I need a place to become friends with my loneliness, or stake it down and bleed it dry. It’s more suspenseful if the monster stays unseen, but this time she wants to be a starlet. Is this thing on? Can you hear me? Can you see me? Do you feel me? Am I making sense at all? Do I still have ten fingers, or is this a dream again? Hello? Hello? Hello?
Lethe
I don’t want to wear the memories out. I keep them unfrayed by repetition, in a little book, in a little box in the trunk of my brother’s car, in the dark, where it’s warm and where immaculate moments won’t be sun-bleached or rewritten into TV pilots by an overactive imagination, made into folk tales that I pass along to just myself. I save them for long summer nights under a new moon.

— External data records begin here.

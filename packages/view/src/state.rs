//! Session view state: filters, search term, selection and hover.
//!
//! [`ViewState`] owns only user input. Everything shown on screen (the
//! visible records, their features, the stats bar) is derived from that
//! input and the dataset on demand, so the derived values can never go
//! stale.

use diaspora_map_demographics::Dataset;
use diaspora_map_demographics_models::{Community, Country, LocationRecord, PoiCategory};
use diaspora_map_query_models::{CriteriaPatch, FilterCriteria, SummaryStats};
use geojson::FeatureCollection;

/// An interaction reported by the rendering surface.
///
/// Identifiers are resolved against the dataset; any other payload the
/// surface might echo back is never trusted.
#[derive(Debug, Clone, PartialEq, Eq)]
pub enum SurfaceEvent {
    /// Pointer entered a feature (`Some(id)`) or left all features (`None`).
    Hover(Option<String>),
    /// A feature was clicked.
    Click(String),
}

/// Whether the visible set reflects user restrictions and what they found.
#[derive(Debug, Clone, Copy, PartialEq, Eq)]
pub enum ResultStatus {
    /// No filter or search term is applied.
    Unfiltered,
    /// Restrictions are applied and this many records match.
    Matches(usize),
    /// Restrictions are applied and nothing matches.
    NoMatches,
}

/// Mutable state of one viewing session over a dataset.
#[derive(Debug, Clone)]
pub struct ViewState<'a> {
    dataset: &'a Dataset,
    criteria: FilterCriteria,
    search_query: String,
    selected: Option<&'a LocationRecord>,
    hovered: Option<&'a LocationRecord>,
}

impl<'a> ViewState<'a> {
    /// Creates a session with no filters, no search term and no selection.
    #[must_use]
    pub fn new(dataset: &'a Dataset) -> Self {
        Self {
            dataset,
            criteria: FilterCriteria::default(),
            search_query: String::new(),
            selected: None,
            hovered: None,
        }
    }

    /// The dataset this session views.
    #[must_use]
    pub const fn dataset(&self) -> &'a Dataset {
        self.dataset
    }

    /// Current filter criteria.
    #[must_use]
    pub const fn criteria(&self) -> &FilterCriteria {
        &self.criteria
    }

    /// Current search term.
    #[must_use]
    pub fn search_query(&self) -> &str {
        &self.search_query
    }

    /// The selected record, if any.
    #[must_use]
    pub const fn selected(&self) -> Option<&'a LocationRecord> {
        self.selected
    }

    /// The record under the pointer, if any.
    #[must_use]
    pub const fn hovered(&self) -> Option<&'a LocationRecord> {
        self.hovered
    }

    // ── Filters ─────────────────────────────────────────

    /// Replaces the criteria wholesale. The selection is kept.
    pub fn set_criteria(&mut self, criteria: FilterCriteria) {
        self.criteria = criteria;
    }

    /// Merges a partial update into the criteria. The selection is kept.
    pub fn apply_patch(&mut self, patch: CriteriaPatch) {
        self.criteria.apply(patch);
    }

    /// Adds the country to the filter, or removes it if already present.
    pub fn toggle_country(&mut self, country: Country) {
        toggle(&mut self.criteria.countries, country);
    }

    /// Adds the state/province to the filter, or removes it.
    pub fn toggle_state(&mut self, state: &str) {
        if !self.criteria.states.remove(state) {
            self.criteria.states.insert(state.to_string());
        }
    }

    /// Adds the community to the filter, or removes it.
    pub fn toggle_community(&mut self, community: Community) {
        toggle(&mut self.criteria.communities, community);
    }

    /// Adds the point of interest category, or removes it.
    pub fn toggle_poi_type(&mut self, category: PoiCategory) {
        toggle(&mut self.criteria.poi_types, category);
    }

    /// Sets both population bounds. `None` removes a bound.
    pub fn set_population_range(&mut self, min: Option<u64>, max: Option<u64>) {
        self.apply_patch(CriteriaPatch::population(min, max));
    }

    /// Resets all criteria and the search term. The selection is kept.
    pub fn clear_filters(&mut self) {
        self.criteria = FilterCriteria::default();
        self.search_query.clear();
    }

    /// Whether any structural filter narrows the result.
    #[must_use]
    pub fn has_active_filters(&self) -> bool {
        self.criteria.has_active_filters()
    }

    // ── Search ──────────────────────────────────────────

    /// Updates the search term.
    ///
    /// Starting a new search (going from an empty to a non-empty term)
    /// dismisses the current selection.
    pub fn set_search_query(&mut self, query: impl Into<String>) {
        let query = query.into();
        if self.search_query.is_empty() && !query.is_empty() && self.selected.is_some() {
            log::debug!("New search started; dismissing selection");
            self.selected = None;
        }
        self.search_query = query;
    }

    /// Records offered in the search dropdown.
    ///
    /// Empty while there is no search term; otherwise the visible records.
    #[must_use]
    pub fn search_suggestions(&self) -> Vec<&'a LocationRecord> {
        if self.search_query.is_empty() {
            return Vec::new();
        }
        self.visible()
    }

    /// Selects a record from the search dropdown and clears the search term.
    pub fn pick_suggestion(&mut self, id: &str) -> Option<&'a LocationRecord> {
        let picked = self.select(id)?;
        self.search_query.clear();
        Some(picked)
    }

    // ── Selection ───────────────────────────────────────

    /// Selects the record with this identifier.
    ///
    /// The lookup is against the whole dataset, not the visible records.
    /// An unknown identifier leaves the selection unchanged.
    pub fn select(&mut self, id: &str) -> Option<&'a LocationRecord> {
        let Some(record) = self.dataset.find(id) else {
            log::warn!("Ignoring selection of unknown record '{id}'");
            return None;
        };
        self.selected = Some(record);
        Some(record)
    }

    /// Clears the selection.
    pub fn dismiss(&mut self) {
        self.selected = None;
    }

    /// Applies a hover or click reported by the rendering surface.
    pub fn handle_event(&mut self, event: SurfaceEvent) {
        match event {
            SurfaceEvent::Hover(None) => self.hovered = None,
            SurfaceEvent::Hover(Some(id)) => match self.dataset.find(&id) {
                Some(record) => self.hovered = Some(record),
                None => log::warn!("Ignoring hover over unknown record '{id}'"),
            },
            SurfaceEvent::Click(id) => {
                self.select(&id);
            }
        }
    }

    // ── Derived ─────────────────────────────────────────

    /// Records passing the current criteria and search term, in dataset
    /// order.
    #[must_use]
    pub fn visible(&self) -> Vec<&'a LocationRecord> {
        diaspora_map_query::visible(self.dataset, &self.criteria, &self.search_query)
    }

    /// Aggregate statistics of the visible records.
    #[must_use]
    pub fn summary(&self) -> SummaryStats {
        diaspora_map_query::summarize(self.visible())
    }

    /// The visible records as map features.
    #[must_use]
    pub fn features(&self) -> FeatureCollection {
        diaspora_map_features::encode(self.visible())
    }

    /// Distinguishes "nothing applied" from "nothing matched".
    #[must_use]
    pub fn result_status(&self) -> ResultStatus {
        if !self.has_active_filters() && self.search_query.is_empty() {
            return ResultStatus::Unfiltered;
        }
        match self.visible().len() {
            0 => ResultStatus::NoMatches,
            n => ResultStatus::Matches(n),
        }
    }
}

fn toggle<T: Ord>(set: &mut std::collections::BTreeSet<T>, value: T) {
    if set.contains(&value) {
        set.remove(&value);
    } else {
        set.insert(value);
    }
}

#[cfg(test)]
mod tests {
    use std::collections::BTreeSet;

    use super::*;

    fn view() -> ViewState<'static> {
        ViewState::new(diaspora_map_demographics::embedded())
    }

    #[test]
    fn starts_unrestricted() {
        let view = view();
        assert_eq!(view.visible().len(), view.dataset().len());
        assert!(view.selected().is_none());
        assert_eq!(view.result_status(), ResultStatus::Unfiltered);
    }

    #[test]
    fn filtering_does_not_clear_selection() {
        let mut view = view();
        view.select("us-houston").unwrap();

        view.toggle_country(Country::Ca);

        assert!(view.visible().iter().all(|r| r.country == Country::Ca));
        assert_eq!(view.selected().unwrap().id, "us-houston");
    }

    #[test]
    fn selection_transitions() {
        let mut view = view();
        view.select("ca-toronto");
        assert_eq!(view.selected().unwrap().id, "ca-toronto");

        view.select("ca-ottawa");
        assert_eq!(view.selected().unwrap().id, "ca-ottawa");

        view.dismiss();
        assert!(view.selected().is_none());
    }

    #[test]
    fn unknown_id_keeps_selection() {
        let mut view = view();
        view.select("ca-toronto");
        assert!(view.select("nowhere").is_none());
        assert_eq!(view.selected().unwrap().id, "ca-toronto");
    }

    #[test]
    fn select_resolves_records_outside_the_visible_set() {
        let mut view = view();
        view.toggle_country(Country::Us);
        let picked = view.select("ca-surrey").unwrap();
        assert_eq!(picked.city, "Surrey");
    }

    #[test]
    fn click_event_selects_and_hover_tracks() {
        let mut view = view();

        view.handle_event(SurfaceEvent::Hover(Some("us-dallas".to_string())));
        assert_eq!(view.hovered().unwrap().city, "Dallas");

        view.handle_event(SurfaceEvent::Click("us-seattle".to_string()));
        assert_eq!(view.selected().unwrap().city, "Seattle");

        view.handle_event(SurfaceEvent::Hover(None));
        assert!(view.hovered().is_none());

        view.handle_event(SurfaceEvent::Click("bogus".to_string()));
        assert_eq!(view.selected().unwrap().city, "Seattle");
    }

    #[test]
    fn unknown_hover_id_keeps_hovered_record() {
        let mut view = view();
        view.handle_event(SurfaceEvent::Hover(Some("us-dallas".to_string())));

        view.handle_event(SurfaceEvent::Hover(Some("bogus".to_string())));

        assert_eq!(view.hovered().unwrap().id, "us-dallas");
    }

    #[test]
    fn toggles_add_and_remove() {
        let mut view = view();
        view.toggle_state("Texas");
        view.toggle_state("Ontario");
        assert_eq!(view.visible().len(), 6);

        view.toggle_state("Texas");
        assert_eq!(
            view.criteria().states,
            BTreeSet::from(["Ontario".to_string()])
        );

        view.toggle_community(Community::Tamil);
        let ids: Vec<&str> = view.visible().iter().map(|r| r.id.as_str()).collect();
        assert_eq!(ids, ["ca-mississauga", "ca-toronto", "ca-ottawa"]);
    }

    #[test]
    fn poi_toggle_does_not_narrow() {
        let mut view = view();
        view.toggle_poi_type(PoiCategory::Grocery);
        assert!(view.criteria().poi_types.contains(&PoiCategory::Grocery));
        assert_eq!(view.visible().len(), view.dataset().len());
        assert_eq!(view.result_status(), ResultStatus::Unfiltered);
    }

    #[test]
    fn patch_merges_with_existing_criteria() {
        let mut view = view();
        view.toggle_country(Country::Us);
        view.apply_patch(CriteriaPatch {
            min_population: Some(Some(100_000)),
            ..CriteriaPatch::default()
        });

        assert!(view.criteria().countries.contains(&Country::Us));
        let ids: Vec<&str> = view.visible().iter().map(|r| r.id.as_str()).collect();
        assert_eq!(
            ids,
            ["us-sanjose", "us-chicago", "us-houston", "us-dallas", "us-nyc", "us-la"]
        );
    }

    #[test]
    fn population_range_and_no_matches() {
        let mut view = view();
        view.set_population_range(Some(300_000), None);
        assert_eq!(view.result_status(), ResultStatus::NoMatches);
        assert_eq!(view.summary().average_percent_indian, None);

        view.set_population_range(Some(200_000), Some(250_000));
        assert_eq!(view.result_status(), ResultStatus::Matches(2));
    }

    #[test]
    fn search_suggestions_follow_query() {
        let mut view = view();
        assert!(view.search_suggestions().is_empty());

        view.set_search_query("Van");
        let ids: Vec<&str> = view
            .search_suggestions()
            .iter()
            .map(|r| r.id.as_str())
            .collect();
        assert_eq!(ids, ["ca-vancouver"]);
    }

    #[test]
    fn picking_a_suggestion_selects_and_clears_query() {
        let mut view = view();
        view.set_search_query("edm");
        let picked = view.pick_suggestion("ca-edmonton").unwrap();
        assert_eq!(picked.city, "Edmonton");
        assert_eq!(view.selected().unwrap().id, "ca-edmonton");
        assert!(view.search_query().is_empty());
    }

    #[test]
    fn starting_a_new_search_dismisses_selection() {
        let mut view = view();
        view.select("us-atlanta");

        view.set_search_query("a");
        assert!(view.selected().is_none());

        view.select("us-atlanta");
        view.set_search_query("at");
        assert_eq!(view.selected().unwrap().id, "us-atlanta");
    }

    #[test]
    fn clear_filters_resets_criteria_and_search() {
        let mut view = view();
        view.toggle_country(Country::Ca);
        view.set_search_query("toronto");
        view.select("ca-toronto");

        view.clear_filters();

        assert!(!view.has_active_filters());
        assert!(view.search_query().is_empty());
        assert_eq!(view.selected().unwrap().id, "ca-toronto");
        assert_eq!(view.result_status(), ResultStatus::Unfiltered);
    }

    #[test]
    fn features_follow_visible_records() {
        let mut view = view();
        view.toggle_country(Country::Ca);
        assert_eq!(view.features().features.len(), 10);
        assert_eq!(view.summary().record_count, 10);
    }
}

And when my mind slips and catches against the very best ones, I try not to remember at all.
A List
I am coming up with a list of ways to simulate human touch.
Lying in a patch of sunlight on the porch, those warm boards a smooth sternum, the wind running fingers through my hair.
Buried under years of old quilts,
tracing over past loves until the paper wears thin, scrawling new stories behind my eyelids.
In dreams, sometimes I remember it isn’t safe to get close anymore, but I live for the nights when I forget.
I have a dream about you: we sit in the back of the class and you smile like you’ve won something. In another dream, I carry a thumb-sized lump of gold that drives good people crazy with greed. In countless others, I kiss girls I haven’t met yet.
I wake up in only the sun’s embrace.